Пока я, чувствуя себя на сто миллионов (а примерно столько и стоила вся моя экипа), вышагивал вразвалочку по правую руку Литке, меня донимали детские по сути вопросы.
А почему те, кто уже дошел до шлюза жилого блока, в него не заходят?
А какой там внутри, интересно, запах? И есть ли там запах вообще?
А чем нас покормят?
А душ будет как на старой подводной лодке – в виде спиртовых обтираний – или все-таки нормальный, из воды?
Но задавать подобные вопросы было как-то неуместно.
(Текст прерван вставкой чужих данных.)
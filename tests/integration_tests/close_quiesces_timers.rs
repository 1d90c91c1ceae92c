// SPDX-License-Identifier: AGPL-3.0-or-later
// Copyright (C) 2012-2025 Andrei Maltsev

use std::time::Duration;

use serial_test::serial;
use timed_mailbox::{CTRL_SET_SEND_DELAY, Error};
use tokio::time::{Instant, sleep};

use crate::integration_tests::common::new_system;

/// After a session's `close` returns, no timer task originating in that
/// session subsequently executes — a pending post cancelled by close must
/// never publish, even long after the original delay would have elapsed.
///
/// Close latency must not be controlled by the cancelled post's `send_delay`:
/// the winning cancel aborts its timer task immediately instead of waiting
/// for it to sleep out the rest of a 5 second delay.
#[tokio::test]
#[serial]
async fn close_cancels_its_own_pending_posts_before_returning() -> anyhow::Result<()> {
    let system = new_system();
    let writer = system.open(3).await?;

    system.control(&writer, CTRL_SET_SEND_DELAY, 5_000).await?;
    system.write(&writer, b"never").await?;

    // Close races the still-far-off timer and must win: `close` quiesces
    // the session's timer scope before returning, so the cancel always
    // succeeds here.
    let started = Instant::now();
    system.close(writer).await?;
    assert!(
        started.elapsed() < Duration::from_millis(500),
        "close must not block for the cancelled post's send_delay"
    );

    let reader = system.open(3).await?;
    sleep(Duration::from_millis(50)).await;
    let mut buf = [0u8; 8];
    let err = system.read(&reader, &mut buf).await.unwrap_err();
    assert_eq!(err, Error::Empty);

    system.close(reader).await?;
    Ok(())
}

/// A post that wins the fire race against a racing close is still delivered
/// — close only guarantees it does not outlive its own timer task.
#[tokio::test]
#[serial]
async fn a_post_that_fires_before_close_arrives_is_still_delivered() -> anyhow::Result<()> {
    let system = new_system();
    let writer = system.open(4).await?;

    system.control(&writer, CTRL_SET_SEND_DELAY, 20).await?;
    system.write(&writer, b"raced").await?;
    sleep(Duration::from_millis(60)).await;
    system.close(writer).await?;

    let reader = system.open(4).await?;
    let mut buf = [0u8; 8];
    let n = system.read(&reader, &mut buf).await?;
    assert_eq!(&buf[..n], b"raced");

    system.close(reader).await?;
    Ok(())
}
// SPDX-License-Identifier: AGPL-3.0-or-later
// Copyright (C) 2012-2025 Andrei Maltsev

use timed_mailbox::error::{Error, SENTINEL_FAILURE};

#[test]
fn every_kind_collapses_to_the_same_sentinel() {
    let kinds = [
        Error::BadEndpoint(7),
        Error::TooLarge { len: 100, max: 64 },
        Error::NoSpace { endpoint: 3, len: 10 },
        Error::Empty,
        Error::Flushed,
        Error::Internal("scheduler unavailable".into()),
    ];
    for kind in kinds {
        assert_eq!(kind.to_sentinel(), SENTINEL_FAILURE);
    }
}

#[test]
fn only_internal_is_retryable() {
    assert!(Error::Internal("transient".into()).is_retryable());
    assert!(!Error::BadEndpoint(0).is_retryable());
    assert!(!Error::TooLarge { len: 1, max: 0 }.is_retryable());
    assert!(!Error::NoSpace { endpoint: 0, len: 1 }.is_retryable());
    assert!(!Error::Empty.is_retryable());
    assert!(!Error::Flushed.is_retryable());
}

#[test]
fn empty_and_flushed_remain_distinguishable_internally() {
    assert_ne!(Error::Empty, Error::Flushed);
}
// SPDX-License-Identifier: AGPL-3.0-or-later
// Copyright (C) 2012-2025 Andrei Maltsev

//! C3: a reader currently blocked on an endpoint's wake channel.

use std::sync::atomic::{AtomicBool, Ordering};

/// A blocked reader's one-shot cancel flag.
///
/// Flipped exactly once, by `flush`, and observed by the sleeping reader on
/// its next wakeup. There is no other way to cancel a blocked read; a
/// timeout is a regular outcome, not a cancellation.
#[derive(Debug, Default)]
pub struct PendingRead {
    flushed: AtomicBool,
}

impl PendingRead {
    pub fn new() -> Self {
        Self {
            flushed: AtomicBool::new(false),
        }
    }

    pub(crate) fn mark_flushed(&self) {
        self.flushed.store(true, Ordering::SeqCst);
    }

    pub(crate) fn is_flushed(&self) -> bool {
        self.flushed.load(Ordering::SeqCst)
    }
}
// SPDX-License-Identifier: AGPL-3.0-or-later
// Copyright (C) 2012-2025 Andrei Maltsev

use std::{fs, path::Path, time::Duration};

use anyhow::{Context, Result, ensure};
use serde::{Deserialize, Serialize};

/// Top-level, file-backed configuration: every tunable the queue core
/// enforces, plus the runtime knobs the embedded demo/tests need.
#[derive(Deserialize, Serialize, Debug, Clone)]
pub struct Config {
    /// Bounds and defaults enforced by the queue core.
    pub queue: QueueConfig,
    /// Implementation parameters that live outside the queue's own model.
    pub runtime: RuntimeConfig,
}

/// The process-wide tunables: `MAX_MESSAGE`, `MAX_STORAGE`, `N`,
/// `DEFAULT_SEND_DELAY`, `DEFAULT_RECV_WAIT`.
#[derive(Deserialize, Serialize, Debug, Clone)]
pub struct QueueConfig {
    #[serde(rename = "MaxMessageSize")]
    /// `MAX_MESSAGE`: maximum payload size accepted by `write`, in bytes.
    pub max_message: usize,

    #[serde(rename = "MaxStorageSize")]
    /// `MAX_STORAGE`: maximum total bytes an endpoint may have reserved
    /// (published messages plus not-yet-cancelled pending posts).
    pub max_storage: usize,

    #[serde(rename = "EndpointCount")]
    /// `N`: number of endpoints in the table, indexed `[0, N)`.
    pub endpoint_count: usize,

    #[serde(rename = "DefaultSendDelayMs", with = "serde_millis")]
    /// `DEFAULT_SEND_DELAY`: send delay a freshly opened session starts
    /// with.
    pub default_send_delay: Duration,

    #[serde(rename = "DefaultRecvWaitMs", with = "serde_millis")]
    /// `DEFAULT_RECV_WAIT`: receive wait a freshly opened session starts
    /// with.
    pub default_recv_wait: Duration,
}

/// Settings that shape the crate's own lifecycle but carry no queue
/// semantics.
#[derive(Deserialize, Serialize, Debug, Clone)]
pub struct RuntimeConfig {
    #[serde(rename = "ShutdownGraceMs", with = "serde_millis")]
    /// Upper bound the demo binary waits for [`crate::System::shutdown`] to
    /// let in-flight timer tasks quiesce before it exits.
    pub shutdown_grace: Duration,
}

impl Default for Config {
    fn default() -> Self {
        Self {
            queue: QueueConfig {
                max_message: 64,
                max_storage: 1280,
                endpoint_count: 8,
                default_send_delay: Duration::ZERO,
                default_recv_wait: Duration::ZERO,
            },
            runtime: RuntimeConfig {
                shutdown_grace: Duration::from_millis(2_000),
            },
        }
    }
}

impl Config {
    /// Loads the configuration from YAML, validates it, and returns the
    /// ready-to-use value. Invalid configurations are rejected here, not at
    /// first use.
    pub fn load_from_file<P: AsRef<Path>>(path: P) -> Result<Self> {
        let s = fs::read_to_string(path)?;
        let mut cfg: Config =
            serde_yaml::from_str(&s).context("failed to parse config YAML")?;
        cfg.validate_and_normalize()?;
        Ok(cfg)
    }

    /// Validates invariants the queue core relies on.
    pub fn validate_and_normalize(&mut self) -> Result<()> {
        ensure!(self.queue.endpoint_count > 0, "EndpointCount must be >= 1");
        ensure!(self.queue.max_message > 0, "MaxMessageSize must be >= 1");
        ensure!(
            self.queue.max_message <= self.queue.max_storage,
            "MaxMessageSize must not exceed MaxStorageSize"
        );
        Ok(())
    }
}

/// Serde helper representing `Duration` as a number of milliseconds — the
/// host's timer-tick unit by convention.
mod serde_millis {
    use std::time::Duration;

    use serde::{Deserialize, Deserializer, Serializer};

    pub fn serialize<S: Serializer>(d: &Duration, s: S) -> Result<S::Ok, S::Error> {
        s.serialize_u64(d.as_millis() as u64)
    }

    pub fn deserialize<'de, D: Deserializer<'de>>(d: D) -> Result<Duration, D::Error> {
        let ms = u64::deserialize(d)?;
        Ok(Duration::from_millis(ms))
    }
}
// SPDX-License-Identifier: AGPL-3.0-or-later
// Copyright (C) 2012-2025 Andrei Maltsev

use std::path::{Path, PathBuf};

use anyhow::{Context, Result};

pub fn resolve_config_path(rel: &str) -> Result<PathBuf> {
    let p = Path::new(rel);

    let abs = if p.is_absolute() {
        p.to_path_buf()
    } else {
        std::env::current_dir()
            .context("cannot get current working dir")?
            .join(p)
    };

    let canon = abs
        .canonicalize()
        .with_context(|| format!("failed to canonicalize path {abs:?}"))?;

    Ok(canon)
}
Тем более адресовать их Литке, который всё о мирах, о небратьях по разуму, о судьбах Вселенной…
Пройдя линию разноцветных терриконов, служившую фактической границей нашей марсианской базы, мы попали в средоточие механической возни.
Ясное дело, каждый робот имел блок мощных сенсоров и достаточно развитый искусственный интеллект. По крайней мере, его хватало, чтобы распознать в человеке препятствие и обогнуть по самой безопасной траектории.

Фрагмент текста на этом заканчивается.